■ What you should do ■
In this exercise, set down every entry that follows exactly as it appears.

■ Provided material ■
= = = =
//! Conversion summary: what was placed, what was skipped and why.

use crate::classify::Classification;
use crate::params::{AcquisitionParams, ParamAnomaly};
use std::fmt;

#[cfg(feature = "serde")]
use serde::{Deserialize, Serialize};

/// Reason a candidate array did not make it into the target layout.
#[derive(Debug, Clone, PartialEq)]
#[cfg_attr(feature = "serde", derive(Serialize, Deserialize))]
#[cfg_attr(feature = "serde", serde(tag = "kind", content = "detail", rename_all = "snake_case"))]
pub enum SkipReason {
    /// The title label under the top-level scan group is missing.
    TitleNotFound(String),
    /// The title exists but its text was not loaded.
    TitleUnread(String),
    /// The title matched no classification keyword.
    Unclassified(String),
    /// A physical source file or dataset is missing.
    SourceNotFound(String),
    /// A physical source does not fit its slab.
    ShapeMismatch(String),
    /// Every target key for this classification is already taken.
    KeyExhausted(Classification),
}

impl fmt::Display for SkipReason {
    fn fmt(&self, f: &mut fmt::Formatter<'_>) -> fmt::Result {
        match self {
            Self::TitleNotFound(path) => write!(f, "title {path} not found"),
            Self::TitleUnread(path) => write!(f, "title {path} has no loaded value"),
            Self::Unclassified(label) => write!(f, "title {label:?} matches no keyword"),
            Self::SourceNotFound(path) => write!(f, "physical source {path} not found"),
            Self::ShapeMismatch(detail) => write!(f, "{detail}"),
            Self::KeyExhausted(class) => write!(f, "no free target key left for {class}"),
        }
    }
}

/// A source array that was not placed.
#[derive(Debug, Clone, PartialEq)]
#[cfg_attr(feature = "serde", derive(Serialize, Deserialize))]
pub struct SkippedRecord {
    /// Path of the array in the source tree.
    pub path: String,
    pub reason: SkipReason,
}

impl SkippedRecord {
    pub fn new(path: impl Into<String>, reason: SkipReason) -> Self {
        Self {
            path: path.into(),
            reason,
        }
    }

    /// Unclassified arrays are expected in most scans and do not make a run partial.
    #[must_use]
    pub fn is_failure(&self) -> bool {
        !matches!(self.reason, SkipReason::Unclassified(_))
    }
}

impl fmt::Display for SkippedRecord {
    fn fmt(&self, f: &mut fmt::Formatter<'_>) -> fmt::Result {
        write!(f, "{}: {}", self.path, self.reason)
    }
}

/// A logical array written to the target layout.
#[derive(Debug, Clone, PartialEq)]
#[cfg_attr(feature = "serde", derive(Serialize, Deserialize))]
pub struct PlacedArray {
    pub target_key: String,
    pub source_path: String,
    pub classification: Classification,
    pub source_count: usize,
    pub total_shape: Vec<usize>,
}

/// Summary of one conversion run.
#[derive(Debug, Clone, Default, PartialEq)]
#[cfg_attr(feature = "serde", derive(Serialize, Deserialize))]
pub struct ConversionReport {
    pub placed: Vec<PlacedArray>,
    pub skipped: Vec<SkippedRecord>,
    pub anomalies: Vec<ParamAnomaly>,
    pub params: AcquisitionParams,
    /// Length of the generated angle sequence.
    pub theta_len: usize,
}

impl ConversionReport {
    /// Returns true when at least one classified array could not be placed.
    #[must_use]
    pub fn is_partial(&self) -> bool {
        self.skipped.iter().any(SkippedRecord::is_failure)
    }

    /// Skipped records that make the run partial.
    pub fn failures(&self) -> impl Iterator<Item = &SkippedRecord> {
        self.skipped.iter().filter(|s| s.is_failure())
    }
}

impl fmt::Display for ConversionReport {
    fn fmt(&self, f: &mut fmt::Formatter<'_>) -> fmt::Result {
        writeln!(f, "Placed arrays: {}", self.placed.len())?;
        for placed in &self.placed {
            writeln!(
                f,
                "  {} <- {} ({}, {} source(s), shape {:?})",
                placed.target_key,
                placed.source_path,
                placed.classification,
                placed.source_count,
                placed.total_shape
            )?;
        }
        writeln!(f, "Angles: {}", self.theta_len)?;
        if !self.skipped.is_empty() {
            writeln!(f, "Skipped: {}", self.skipped.len())?;
            for skipped in &self.skipped {
                writeln!(f, "  {skipped}")?;
            }
        }
        for anomaly in &self.anomalies {
            writeln!(f, "Parameter anomaly: {anomaly}")?;
        }
        Ok(())
    }
}

#[cfg(test)]
mod tests {
    use super::*;

    #[test]
    fn test_partial_ignores_unclassified() {
        let mut report = ConversionReport::default();
        report.skipped.push(SkippedRecord::new(
            "/3.1/measurement/image",
            SkipReason::Unclassified("alignment".to_string()),
        ));
        assert!(!report.is_partial());

        report.skipped.push(SkippedRecord::new(
            "/4.1/measurement/image",
            SkipReason::KeyExhausted(Classification::Flat),
        ));
        assert!(report.is_partial());
        assert_eq!(report.failures().count(), 1);
    }

    #[test]
    fn test_display_lists_skips() {
        let mut report = ConversionReport::default();
        report.skipped.push(SkippedRecord::new(
            "/2.1/measurement/image",
            SkipReason::TitleNotFound("/2.1/title".to_string()),
        ));
        let text = report.to_string();
        assert!(text.contains("Skipped: 1"));
        assert!(text.contains("/2.1/measurement/image: title /2.1/title not found"));
    }
}
//! I/O error types.

use thiserror::Error;

/// Result type for I/O operations.
pub type Result<T> = std::result::Result<T, Error>;

/// I/O error types.
#[derive(Error, Debug)]
pub enum Error {
    /// File I/O error.
    #[error("I/O error: {0}")]
    Io(#[from] std::io::Error),

    /// HDF5 library error.
    #[cfg(feature = "hdf5")]
    #[error("HDF5 error: {0}")]
    Hdf5(#[from] hdf5::Error),

    /// JSON (de)serialization error.
    #[error("JSON error: {0}")]
    Json(#[from] serde_json::Error),

    /// Invalid file format.
    #[error("invalid file format: {0}")]
    InvalidFormat(String),

    /// Core library error.
    #[error("core error: {0}")]
    CoreError(#[from] rustomo_core::Error),
}
//! SQLite backend for the Elite Critics cache.
//!
//! Wraps [`tokio_rusqlite`] so all database access runs on a dedicated thread
//! without blocking the async runtime.

mod encode;
mod schema;
mod store;

pub mod error;

pub use error::{Error, Result};
pub use store::SqliteStore;

#[cfg(test)]
mod tests;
= = = =
■ Solution ■
//! Conversion summary: what was placed, what was skipped and why.

use crate::classify::Classification;
use crate::params::{AcquisitionParams, ParamAnomaly};
use std::fmt;

#[cfg(feature = "serde")]
use serde::{Deserialize, Serialize};

/// Reason a candidate array did not make it into the target layout.
#[derive(Debug, Clone, PartialEq)]
#[cfg_attr(feature = "serde", derive(Serialize, Deserialize))]
#[cfg_attr(feature = "serde", serde(tag = "kind", content = "detail", rename_all = "snake_case"))]
pub enum SkipReason {
    /// The title label under the top-level scan group is missing.
    TitleNotFound(String),
    /// The title exists but its text was not loaded.
    TitleUnread(String),
    /// The title matched no classification keyword.
    Unclassified(String),
    /// A physical source file or dataset is missing.
    SourceNotFound(String),
    /// A physical source does not fit its slab.
    ShapeMismatch(String),
    /// Every target key for this classification is already taken.
    KeyExhausted(Classification),
}

impl fmt::Display for SkipReason {
    fn fmt(&self, f: &mut fmt::Formatter<'_>) -> fmt::Result {
        match self {
            Self::TitleNotFound(path) => write!(f, "title {path} not found"),
            Self::TitleUnread(path) => write!(f, "title {path} has no loaded value"),
            Self::Unclassified(label) => write!(f, "title {label:?} matches no keyword"),
            Self::SourceNotFound(path) => write!(f, "physical source {path} not found"),
            Self::ShapeMismatch(detail) => write!(f, "{detail}"),
            Self::KeyExhausted(class) => write!(f, "no free target key left for {class}"),
        }
    }
}

/// A source array that was not placed.
#[derive(Debug, Clone, PartialEq)]
#[cfg_attr(feature = "serde", derive(Serialize, Deserialize))]
pub struct SkippedRecord {
    /// Path of the array in the source tree.
    pub path: String,
    pub reason: SkipReason,
}

impl SkippedRecord {
    pub fn new(path: impl Into<String>, reason: SkipReason) -> Self {
        Self {
            path: path.into(),
            reason,
        }
    }

    /// Unclassified arrays are expected in most scans and do not make a run partial.
    #[must_use]
    pub fn is_failure(&self) -> bool {
        !matches!(self.reason, SkipReason::Unclassified(_))
    }
}

impl fmt::Display for SkippedRecord {
    fn fmt(&self, f: &mut fmt::Formatter<'_>) -> fmt::Result {
        write!(f, "{}: {}", self.path, self.reason)
    }
}

/// A logical array written to the target layout.
#[derive(Debug, Clone, PartialEq)]
#[cfg_attr(feature = "serde", derive(Serialize, Deserialize))]
pub struct PlacedArray {
    pub target_key: String,
    pub source_path: String,
    pub classification: Classification,
    pub source_count: usize,
    pub total_shape: Vec<usize>,
}

/// Summary of one conversion run.
#[derive(Debug, Clone, Default, PartialEq)]
#[cfg_attr(feature = "serde", derive(Serialize, Deserialize))]
pub struct ConversionReport {
    pub placed: Vec<PlacedArray>,
    pub skipped: Vec<SkippedRecord>,
    pub anomalies: Vec<ParamAnomaly>,
    pub params: AcquisitionParams,
    /// Length of the generated angle sequence.
    pub theta_len: usize,
}

impl ConversionReport {
    /// Returns true when at least one classified array could not be placed.
    #[must_use]
    pub fn is_partial(&self) -> bool {
        self.skipped.iter().any(SkippedRecord::is_failure)
    }

    /// Skipped records that make the run partial.
    pub fn failures(&self) -> impl Iterator<Item = &SkippedRecord> {
        self.skipped.iter().filter(|s| s.is_failure())
    }
}

impl fmt::Display for ConversionReport {
    fn fmt(&self, f: &mut fmt::Formatter<'_>) -> fmt::Result {
        writeln!(f, "Placed arrays: {}", self.placed.len())?;
        for placed in &self.placed {
            writeln!(
                f,
                "  {} <- {} ({}, {} source(s), shape {:?})",
                placed.target_key,
                placed.source_path,
                placed.classification,
                placed.source_count,
                placed.total_shape
            )?;
        }
        writeln!(f, "Angles: {}", self.theta_len)?;
        if !self.skipped.is_empty() {
            writeln!(f, "Skipped: {}", self.skipped.len())?;
            for skipped in &self.skipped {
                writeln!(f, "  {skipped}")?;
            }
        }
        for anomaly in &self.anomalies {
            writeln!(f, "Parameter anomaly: {anomaly}")?;
        }
        Ok(())
    }
}

#[cfg(test)]
mod tests {
    use super::*;

    #[test]
    fn test_partial_ignores_unclassified() {
        let mut report = ConversionReport::default();
        report.skipped.push(SkippedRecord::new(
            "/3.1/measurement/image",
            SkipReason::Unclassified("alignment".to_string()),
        ));
        assert!(!report.is_partial());

        report.skipped.push(SkippedRecord::new(
            "/4.1/measurement/image",
            SkipReason::KeyExhausted(Classification::Flat),
        ));
        assert!(report.is_partial());
        assert_eq!(report.failures().count(), 1);
    }

    #[test]
    fn test_display_lists_skips() {
        let mut report = ConversionReport::default();
        report.skipped.push(SkippedRecord::new(
            "/2.1/measurement/image",
            SkipReason::TitleNotFound("/2.1/title".to_string()),
        ));
        let text = report.to_string();
        assert!(text.contains("Skipped: 1"));
        assert!(text.contains("/2.1/measurement/image: title /2.1/title not found"));
    }
}
//! I/O error types.

use thiserror::Error;

/// Result type for I/O operations.
pub type Result<T> = std::result::Result<T, Error>;

/// I/O error types.
#[derive(Error, Debug)]
pub enum Error {
    /// File I/O error.
    #[error("I/O error: {0}")]
    Io(#[from] std::io::Error),

    /// HDF5 library error.
    #[cfg(feature = "hdf5")]
    #[error("HDF5 error: {0}")]
    Hdf5(#[from] hdf5::Error),

    /// JSON (de)serialization error.
    #[error("JSON error: {0}")]
    Json(#[from] serde_json::Error),

    /// Invalid file format.
    #[error("invalid file format: {0}")]
    InvalidFormat(String),

    /// Core library error.
    #[error("core error: {0}")]
    CoreError(#[from] rustomo_core::Error),
}
//! SQLite backend for the Elite Critics cache.
//!
//! Wraps [`tokio_rusqlite`] so all database access runs on a dedicated thread
//! without blocking the async runtime.

mod encode;
mod schema;
mod store;

pub mod error;

pub use error::{Error, Result};
pub use store::SqliteStore;

#[cfg(test)]
mod tests;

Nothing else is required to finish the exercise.